La malattia, argomento mai così attuale come in questo periodo, ci fa ricostruire gli spazi della cura come gli ospedali. La privatizzazione di luoghi prima pubblici in un futuro con un invecchiamento della popolazione crescente ispira l'installazione di OMA, Hospital for the Future. Vediamo una corsia squallida con lettini disadorni per chiedersi se la tecnologia possa salvarci anche dall'invecchiamento.
Venezia
Dedicata a Venezia è l'installazione City of Dust di Lorien Beijaert e Ana Mačkić (Paesi Bassi), dove un pavimento di piastrelle è assemblato a formare la pianta della città lagunare. Vuole rappresentare gli effetti del turismo di massa su Venezia. Le piastrelle scheggiate causate dal passaggio dei visitatori manifestano questa fragilità e le conseguenze di situazioni apparentemente banali ed acquisite. Noi stessi in quanto fruitori della Biennale siamo responsabili della lenta distruzione di questi delicati equilibri.
I Giardini
Nell'altra sede espositiva della Biennale, I Giardini, ogni padiglione è la casa per l'allestimento delle varie nazioni partecipanti.
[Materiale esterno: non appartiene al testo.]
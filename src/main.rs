mod config;
mod crm;
mod form;
mod lead;
mod page;

fn main() {
    yew::Renderer::<page::App>::new().render();
}
use yew::prelude::*;

use crate::config::CrmConfig;
use crate::form::PropertyEvaluationForm;

#[function_component(App)]
pub fn app() -> Html {
    let config = use_state(CrmConfig::from_page);

    html! {
      <div class="site">
        <section id="evaluation" class="section">
          <div class="wrap">
            <h2 class="h2">{ "Free Property Evaluation" }</h2>
            <p class="sub">
              { "Submit your property details below and we’ll provide a quick evaluation to help you understand its current market potential." }
            </p>
            <div class="card">
              <PropertyEvaluationForm config={(*config).clone()} />
            </div>
          </div>
        </section>

        <footer class="footer">
          <div class="wrap footer-grid">
            <div>
              <h3 class="brand">{ "ERA Property Solutions" }</h3>
              <p class="small">
                { "We are a local Texas home‑buying company. We buy houses for cash in any condition. This site is for informational purposes only." }
              </p>
            </div>
            <nav class="legal" aria-label="Legal">
              <a href="/privacy.md" target="_blank" rel="noopener noreferrer">{ "Privacy Policy" }</a>
              <a href="/terms.md" target="_blank" rel="noopener noreferrer">{ "Terms of Service" }</a>
            </nav>
          </div>
        </footer>
      </div>
    }
}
Impossibile descrivere tutte le varie proposte ma vorrei consigliarvi tra tutti i padiglioni di Belgio, Spagna e Danimarca.
Belgio
Il padiglione del Belgio, tra i favoriti alla vittoria per il Leone d'Oro, ci rimanda ad un mondo in miniatura di case e palazzi in scala 1:15 a rappresentare il tipico paesaggio fiammingo. È una città ad altezza d'uomo che in 50 progetti affidati allo studio Bovenbouw Architecture e realizzati negli ultimi vent'anni vuole mostrare le possibilità di una equilibrata composizione architettonica in cui alcuni edifici sono stati ristrutturati ed adattati alle situazioni circostanti.
Spagna
Come non immergersi nel padiglione spagnolo tra 466 fogli svolazzanti ovunque e sopra le nostre teste, portatori di progetti che tentano di rispondere alla fatidica domanda del come vivere insieme? Uncertainty (incertezza), è il titolo del progetto. Innumerevoli proposte, una fucina di strategie ma anche di incertezze come il mondo fluttuante in cui dobbiamo districarci.
Impressioni
Vorrei concludere con una riflessione sul padiglione che mi ha maggiormente impressionata per la semplicità e per i contenuti che racchiude come uno scrigno e che per me rappresenta tra tutte le proposte viste, la sintesi alla domanda sul vivere insieme. È il padiglione danese, un percorso guidato da una passerella sospesa su un corso d'acqua piovana raccolta dal tetto che confluisce all'interno del padiglione stesso.
All'esterno vasetti colmi di piante ci riconducono a pensare all'importanza dell'interazione tra uomo e natura. Due gentili signore ci invitano a sorseggiare un tè verde o alla menta preparato con l'acqua piovana e a riposarci in un'oasi fatta di divanetti lungo la passerella o sedili e tavolini ricavati da tronchi di legno. Una pausa avvolgente, dai ritmi lenti cullati dal fluire dell'acqua che ci circonda. Un ritorno alle origini, alla naturalezza dell'essere e degli elementi, un invito alla lentezza della riflessione e alla forma dell'acqua fonte di vita che si plasma e si modella dentro e fuori di noi. Forse è proprio questa la risposta al nostro vivere insieme nel futuro prossimo.